Polynesians settled the Pacific islands from Samoa to New Zealand, Easter Island and Hawaii long before Europeans arrived. Polynesian navigation was surprisingly advanced for its time – seafarers traveled thousands of miles to tiny inhabited islands using only their senses and oral tradition. Scientists still know very little about how Polynesian seafarers successfully navigated such vast stretches of open ocean with limited technology; however, some historians have suggested their maritime expertise was the result of luck and drifting, not design.

The canoe is one of two that dates back to such an early period. The first was discovered 30 years ago in the Society Islands, according to Live Science. The Society Islands are a group of islands in the South Pacific Ocean that includes Tahiti and Maiao.

Researchers believe the canoe found in 2012 was constructed in New Zealand because the wood was from trees native to the islands.

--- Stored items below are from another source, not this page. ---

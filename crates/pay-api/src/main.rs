//! # Razorpay Relay
//!
//! Backend relay between a web checkout and Razorpay.
//!
//! ## Usage
//!
//! ```bash
//! # Set environment variables
//! export RAZORPAY_KEY_ID=rzp_test_...
//! export RAZORPAY_KEY_SECRET=...
//! export ALLOWED_ORIGINS=http://localhost:3000,https://*.vercel.app
//!
//! # Run the server
//! razorpay-relay
//! ```

use pay_api::{routes, state::AppState};
use tracing::{info, Level};
use tracing_subscriber::{fmt, prelude::*, EnvFilter};

#[tokio::main]
async fn main() -> anyhow::Result<()> {
    dotenvy::dotenv().ok();
    init_tracing();

    // Initialize application state
    let state = AppState::new()?;

    let addr = state.config.socket_addr()?;
    let is_prod = state.config.is_production();

    info!("Environment: {}", state.config.environment);
    info!("Allowed origins: {:?}", state.config.allowed_origins);
    info!(
        "Razorpay Key ID: {}",
        if std::env::var("RAZORPAY_KEY_ID").is_ok() {
            "Set"
        } else {
            "Missing"
        }
    );

    // Create router
    let app = routes::create_router(state);

    // Start server
    let listener = tokio::net::TcpListener::bind(addr).await?;
    info!("Relay running on http://{}", addr);

    if !is_prod {
        info!("Health check: http://localhost:{}/health", addr.port());
        info!("Create order: POST http://localhost:{}/create-order", addr.port());
        info!("Verify payment: POST http://localhost:{}/verify-payment", addr.port());
    }

    axum::serve(listener, app)
        .with_graceful_shutdown(shutdown_signal())
        .await?;

    info!("Relay stopped");
    Ok(())
}

/// `LOG_FORMAT=json` switches to structured output; `RUST_LOG` filters.
fn init_tracing() {
    let filter = EnvFilter::builder()
        .with_default_directive(Level::INFO.into())
        .from_env_lossy();

    let json = std::env::var("LOG_FORMAT")
        .map(|v| v.eq_ignore_ascii_case("json"))
        .unwrap_or(false);

    if json {
        tracing_subscriber::registry()
            .with(fmt::layer().json())
            .with(filter)
            .init();
    } else {
        tracing_subscriber::registry()
            .with(fmt::layer())
            .with(filter)
            .init();
    }
}

async fn shutdown_signal() {
    if let Err(e) = tokio::signal::ctrl_c().await {
        tracing::error!("Failed to listen for shutdown signal: {}", e);
        std::future::pending::<()>().await;
    }
    info!("Shutdown signal received");
}
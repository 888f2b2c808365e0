//! # Application State
//!
//! Shared state for the Axum application.
//! Holds the order and verification services, built once at startup.

use pay_core::{OrderService, VerificationService};
use pay_razorpay::{RazorpayClient, RazorpayConfig, RazorpaySignatureVerifier};
use std::net::SocketAddr;
use std::sync::Arc;

/// Frontend origins allowed when `ALLOWED_ORIGINS` is unset
const DEFAULT_ALLOWED_ORIGINS: &[&str] = &["http://localhost:3000"];

/// Application configuration
#[derive(Debug, Clone)]
pub struct AppConfig {
    /// Host to bind to
    pub host: String,
    /// Port to listen on
    pub port: u16,
    /// Environment (development, staging, production)
    pub environment: String,
    /// Origins permitted by CORS; may contain `*.` wildcards
    pub allowed_origins: Vec<String>,
}

impl AppConfig {
    /// Load from environment variables
    pub fn from_env() -> Self {
        dotenvy::dotenv().ok();

        Self {
            host: std::env::var("HOST").unwrap_or_else(|_| "0.0.0.0".to_string()),
            port: std::env::var("PORT")
                .ok()
                .and_then(|p| p.parse().ok())
                .unwrap_or(5000),
            environment: std::env::var("ENVIRONMENT").unwrap_or_else(|_| "development".to_string()),
            allowed_origins: std::env::var("ALLOWED_ORIGINS")
                .map(|raw| parse_origins(&raw))
                .unwrap_or_else(|_| {
                    DEFAULT_ALLOWED_ORIGINS.iter().map(|s| s.to_string()).collect()
                }),
        }
    }

    /// Get the socket address to bind to
    pub fn socket_addr(&self) -> anyhow::Result<SocketAddr> {
        format!("{}:{}", self.host, self.port)
            .parse()
            .map_err(|e| anyhow::anyhow!("Invalid socket address {}:{}: {}", self.host, self.port, e))
    }

    /// Check if running in production
    pub fn is_production(&self) -> bool {
        self.environment == "production"
    }
}

impl Default for AppConfig {
    fn default() -> Self {
        Self {
            host: "127.0.0.1".to_string(),
            port: 5000,
            environment: "development".to_string(),
            allowed_origins: DEFAULT_ALLOWED_ORIGINS.iter().map(|s| s.to_string()).collect(),
        }
    }
}

fn parse_origins(raw: &str) -> Vec<String> {
    raw.split(',')
        .map(|s| s.trim().trim_end_matches('/'))
        .filter(|s| !s.is_empty())
        .map(String::from)
        .collect()
}

/// Shared application state
#[derive(Clone)]
pub struct AppState {
    /// Application config
    pub config: Arc<AppConfig>,
    /// Order creation; `None` when provider credentials are missing
    pub orders: Option<OrderService>,
    /// Callback verification; `None` when provider credentials are missing
    pub verification: Option<VerificationService>,
}

impl AppState {
    /// Build state from the environment.
    ///
    /// Missing Razorpay credentials are not fatal: the server still starts and
    /// reports the provider as not initialized.
    pub fn new() -> anyhow::Result<Self> {
        let config = AppConfig::from_env();

        match RazorpayConfig::from_env() {
            Ok(razorpay) => {
                tracing::info!(
                    "Razorpay configured: key_id=set, test_mode={}",
                    razorpay.is_test_mode()
                );
                let client = RazorpayClient::new(razorpay.clone())
                    .map_err(|e| anyhow::anyhow!("Failed to initialize Razorpay: {}", e))?;
                let orders = OrderService::new(Arc::new(client), razorpay.timeout);
                let verification = VerificationService::new(Arc::new(
                    RazorpaySignatureVerifier::from_config(&razorpay),
                ));
                Ok(Self::with_services(config, Some(orders), Some(verification)))
            }
            Err(e) => {
                tracing::warn!("Razorpay not initialized: {}", e);
                Ok(Self::with_services(config, None, None))
            }
        }
    }

    /// Assemble state from explicit parts (used by tests)
    pub fn with_services(
        config: AppConfig,
        orders: Option<OrderService>,
        verification: Option<VerificationService>,
    ) -> Self {
        Self {
            config: Arc::new(config),
            orders,
            verification,
        }
    }

    /// Whether the payment provider is ready to take calls
    pub fn provider_initialized(&self) -> bool {
        self.orders.is_some() && self.verification.is_some()
    }
}
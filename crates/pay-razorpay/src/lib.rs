//! # pay-razorpay
//!
//! Razorpay integration for the relay.
//!
//! - **RazorpayClient** implements `OrderProvider` over the Orders API
//!   (HTTP basic auth with the key id and secret).
//! - **RazorpaySignatureVerifier** implements `SignatureVerifier`, checking
//!   the `razorpay_signature` a browser posts back after checkout.
//!
//! ## Quick Start
//!
//! ```rust,ignore
//! use pay_razorpay::{RazorpayClient, RazorpayConfig, RazorpaySignatureVerifier};
//! use pay_core::{OrderService, VerificationService};
//! use std::sync::Arc;
//!
//! let config = RazorpayConfig::from_env()?;
//! let orders = OrderService::new(Arc::new(RazorpayClient::new(config.clone())?), config.timeout);
//! let verification = VerificationService::new(Arc::new(RazorpaySignatureVerifier::from_config(&config)));
//! ```

pub mod config;
pub mod orders;
pub mod signature;

// Re-exports
pub use config::RazorpayConfig;
pub use orders::RazorpayClient;
pub use signature::RazorpaySignatureVerifier;
//! # Razorpay Configuration
//!
//! Configuration management for the Razorpay integration.
//! All secrets are loaded from environment variables.

use pay_core::{PaymentError, DEFAULT_PROVIDER_TIMEOUT};
use std::env;
use std::time::Duration;

const DEFAULT_API_BASE_URL: &str = "https://api.razorpay.com";

/// Razorpay API configuration
#[derive(Clone)]
pub struct RazorpayConfig {
    /// Key id (rzp_test_... or rzp_live_...)
    pub key_id: String,

    /// Key secret. Also the HMAC key for payment signatures.
    pub key_secret: String,

    /// API base URL (for testing/mocking)
    pub api_base_url: String,

    /// Upper bound on a single API call
    pub timeout: Duration,
}

impl RazorpayConfig {
    /// Load configuration from environment variables.
    ///
    /// Required env vars:
    /// - `RAZORPAY_KEY_ID`
    /// - `RAZORPAY_KEY_SECRET`
    ///
    /// Optional: `RAZORPAY_API_BASE_URL`, `RAZORPAY_TIMEOUT_SECS`.
    pub fn from_env() -> Result<Self, PaymentError> {
        dotenvy::dotenv().ok(); // Load .env file if present

        let key_id = env::var("RAZORPAY_KEY_ID")
            .map_err(|_| PaymentError::Configuration("RAZORPAY_KEY_ID not set".to_string()))?;

        let key_secret = env::var("RAZORPAY_KEY_SECRET").map_err(|_| {
            PaymentError::Configuration("RAZORPAY_KEY_SECRET not set".to_string())
        })?;

        let timeout = match env::var("RAZORPAY_TIMEOUT_SECS") {
            Ok(raw) => raw.parse().map(Duration::from_secs).map_err(|_| {
                PaymentError::Configuration(format!(
                    "RAZORPAY_TIMEOUT_SECS must be a whole number of seconds, got {:?}",
                    raw
                ))
            })?,
            Err(_) => DEFAULT_PROVIDER_TIMEOUT,
        };

        let config = Self::new(key_id, key_secret).with_timeout(timeout);
        let config = match env::var("RAZORPAY_API_BASE_URL") {
            Ok(url) => config.with_api_base_url(url),
            Err(_) => config,
        };

        config.validate()?;
        Ok(config)
    }

    /// Create config with explicit values (for testing)
    pub fn new(key_id: impl Into<String>, key_secret: impl Into<String>) -> Self {
        Self {
            key_id: key_id.into(),
            key_secret: key_secret.into(),
            api_base_url: DEFAULT_API_BASE_URL.to_string(),
            timeout: DEFAULT_PROVIDER_TIMEOUT,
        }
    }

    /// Validate key formats
    pub fn validate(&self) -> Result<(), PaymentError> {
        if !self.key_id.starts_with("rzp_test_") && !self.key_id.starts_with("rzp_live_") {
            return Err(PaymentError::Configuration(
                "RAZORPAY_KEY_ID must start with rzp_test_ or rzp_live_".to_string(),
            ));
        }

        if self.key_secret.is_empty() {
            return Err(PaymentError::Configuration(
                "RAZORPAY_KEY_SECRET must not be empty".to_string(),
            ));
        }

        if self.timeout.is_zero() {
            return Err(PaymentError::Configuration(
                "RAZORPAY_TIMEOUT_SECS must be greater than zero".to_string(),
            ));
        }

        Ok(())
    }

    /// Check if using test keys
    pub fn is_test_mode(&self) -> bool {
        self.key_id.starts_with("rzp_test_")
    }

    /// Orders endpoint
    pub fn orders_url(&self) -> String {
        format!("{}/v1/orders", self.api_base_url.trim_end_matches('/'))
    }

    /// Builder: set custom API base URL (for testing)
    pub fn with_api_base_url(mut self, url: impl Into<String>) -> Self {
        self.api_base_url = url.into();
        self
    }

    /// Builder: set request timeout
    pub fn with_timeout(mut self, timeout: Duration) -> Self {
        self.timeout = timeout;
        self
    }
}

impl std::fmt::Debug for RazorpayConfig {
    fn fmt(&self, f: &mut std::fmt::Formatter<'_>) -> std::fmt::Result {
        f.debug_struct("RazorpayConfig")
            .field("key_id", &self.key_id)
            .field("key_secret", &"<redacted>")
            .field("api_base_url", &self.api_base_url)
            .field("timeout", &self.timeout)
            .finish()
    }
}
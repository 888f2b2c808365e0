//! # pay-core
//!
//! Core types and traits for the razorpay relay.
//!
//! This crate provides:
//! - `OrderProvider` and `SignatureVerifier` traits for plugging in a gateway
//! - `OrderRequest`, `OrderCreationInput` and `ProviderOrder` for order creation
//! - `VerificationRequest` for payment callback checks
//! - `OrderService` and `VerificationService` built on the injected traits
//! - `PaymentError` for typed error handling
//!
//! ## Example
//!
//! ```rust,ignore
//! use pay_core::{OrderRequest, OrderService};
//! use serde_json::json;
//!
//! let service = OrderService::new(provider, std::time::Duration::from_secs(30));
//! let request = OrderRequest::from_body(Some(json!(10.5)), None)?;
//!
//! // Provider receives amount=1050, currency=INR, payment_capture=1
//! let order = service.create_order(&request).await?;
//! ```

pub mod error;
pub mod money;
pub mod order;
pub mod provider;
pub mod service;
pub mod verification;

// Re-exports for convenience
pub use error::{PaymentError, PaymentResult};
pub use money::{to_minor_units, Currency, DEFAULT_CURRENCY};
pub use order::{OrderCreationInput, OrderRequest, ProviderOrder, Receipt, CAPTURE_IMMEDIATE};
pub use provider::{BoxedOrderProvider, BoxedSignatureVerifier, OrderProvider, SignatureVerifier};
pub use service::{OrderService, VerificationService, DEFAULT_PROVIDER_TIMEOUT};
pub use verification::{
    VerificationRequest, ORDER_ID_FIELD, PAYMENT_ID_FIELD, SIGNATURE_FIELD,
};
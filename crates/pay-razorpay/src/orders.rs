//! # Razorpay Orders
//!
//! Client for the Razorpay Orders API (`POST /v1/orders`).

use crate::config::RazorpayConfig;
use async_trait::async_trait;
use pay_core::{OrderCreationInput, OrderProvider, PaymentError, PaymentResult, ProviderOrder};
use reqwest::Client;
use serde::Deserialize;
use tracing::{debug, error, info, instrument};

const PROVIDER: &str = "razorpay";

/// Upstream body characters kept in a client-facing error detail
const MAX_ERROR_BODY_CHARS: usize = 200;

/// Razorpay API client
pub struct RazorpayClient {
    config: RazorpayConfig,
    client: Client,
}

impl RazorpayClient {
    /// Create a new client; the configured timeout applies to every request
    pub fn new(config: RazorpayConfig) -> PaymentResult<Self> {
        let client = Client::builder()
            .timeout(config.timeout)
            .build()
            .map_err(|e| {
                PaymentError::Configuration(format!("Failed to create HTTP client: {}", e))
            })?;

        Ok(Self { config, client })
    }
}

#[async_trait]
impl OrderProvider for RazorpayClient {
    #[instrument(skip(self, input), fields(receipt = %input.receipt))]
    async fn create_order(&self, input: &OrderCreationInput) -> PaymentResult<ProviderOrder> {
        debug!(
            "Creating Razorpay order: amount={}, currency={}",
            input.amount, input.currency
        );

        let response = self
            .client
            .post(self.config.orders_url())
            .basic_auth(&self.config.key_id, Some(&self.config.key_secret))
            .json(input)
            .send()
            .await
            .map_err(|e| {
                if e.is_timeout() {
                    PaymentError::ProviderTimeout {
                        provider: PROVIDER.to_string(),
                        after: self.config.timeout,
                    }
                } else {
                    PaymentError::provider(PROVIDER, e.to_string())
                }
            })?;

        let status = response.status();
        let body = response
            .text()
            .await
            .map_err(|e| PaymentError::provider(PROVIDER, e.to_string()))?;

        if !status.is_success() {
            error!("Razorpay API error: status={}, body={}", status, body);

            // Parse Razorpay error
            if let Ok(error_response) = serde_json::from_str::<RazorpayErrorResponse>(&body) {
                return Err(PaymentError::ProviderError {
                    provider: PROVIDER.to_string(),
                    description: error_response.error.description,
                    code: error_response.error.code,
                });
            }

            let excerpt: String = body.chars().take(MAX_ERROR_BODY_CHARS).collect();
            return Err(PaymentError::provider(
                PROVIDER,
                format!("HTTP {}: {}", status, excerpt),
            ));
        }

        let value: serde_json::Value = serde_json::from_str(&body).map_err(|e| {
            PaymentError::Serialization(format!("Failed to parse Razorpay response: {}", e))
        })?;
        let order = ProviderOrder::try_from(value)?;

        info!("Created Razorpay order: id={:?}", order.id());
        Ok(order)
    }

    fn provider_name(&self) -> &'static str {
        PROVIDER
    }
}

// =============================================================================
// Razorpay API Types
// =============================================================================

#[derive(Debug, Deserialize)]
struct RazorpayErrorResponse {
    error: RazorpayError,
}

#[derive(Debug, Deserialize)]
struct RazorpayError {
    description: String,
    #[serde(default)]
    code: Option<String>,
}
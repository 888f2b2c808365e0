//! # Payment Signature Verification
//!
//! Razorpay signs a successful checkout as
//! `hex(HMAC-SHA256(key_secret, order_id + "|" + payment_id))`.

use crate::config::RazorpayConfig;
use hmac::{Hmac, Mac};
use pay_core::{SignatureVerifier, VerificationRequest};
use sha2::Sha256;

type HmacSha256 = Hmac<Sha256>;

/// Verifies checkout callbacks with the account key secret
pub struct RazorpaySignatureVerifier {
    key_secret: String,
}

impl RazorpaySignatureVerifier {
    pub fn new(key_secret: impl Into<String>) -> Self {
        Self {
            key_secret: key_secret.into(),
        }
    }

    pub fn from_config(config: &RazorpayConfig) -> Self {
        Self::new(config.key_secret.clone())
    }

    /// Lowercase hex signature Razorpay would issue for this order/payment pair
    pub fn expected_signature(&self, order_id: &str, payment_id: &str) -> String {
        compute_hmac_sha256(&self.key_secret, &format!("{}|{}", order_id, payment_id))
    }
}

impl SignatureVerifier for RazorpaySignatureVerifier {
    fn verify(&self, request: &VerificationRequest) -> bool {
        let expected = compute_hmac_sha256(&self.key_secret, &request.canonical_message());
        constant_time_compare(&request.signature, &expected)
    }
}

fn compute_hmac_sha256(secret: &str, message: &str) -> String {
    let mut mac =
        HmacSha256::new_from_slice(secret.as_bytes()).expect("HMAC can take key of any size");
    mac.update(message.as_bytes());
    hex::encode(mac.finalize().into_bytes())
}

/// Byte-exact, case-sensitive comparison whose running time does not depend
/// on where the first differing byte is.
fn constant_time_compare(a: &str, b: &str) -> bool {
    if a.len() != b.len() {
        return false;
    }
    a.bytes()
        .zip(b.bytes())
        .fold(0, |acc, (x, y)| acc | (x ^ y))
        == 0
}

They said the vessel was most likely a double canoe, meaning it had a deck, a shelter and a sail that was pitched forward.

canoe-2 Two natives Hawaiians with outrigger canoes at shoreline Waikiki, Honolulu, Hawaii, late 1800s. Photo: Creative Commons

The canoe discovered in the 1980s was found about 2,500 miles away but was from the same time period. The vessels shared common design elements like transverse ribs carved into their hulls, according to researchers.

A second study also published Monday in the journal looked at the climate conditions at the time Polynesians were making their epic trans-Pacific voyages. Researchers studied everything from precipitation to wind patterns and atmospheric pressure and found several windows between the years 800 AD and 1600 AD in which trade winds favored landing in New Zealand. "There are these persistent 20-year periods where there are extreme shifts in [the] climate system," Ian Goodwin, a marine climatologist and the study's lead author, told Live Science. "We show that the sailing canoe in its basic form would have been able to make these voyages purely through downwind sailing."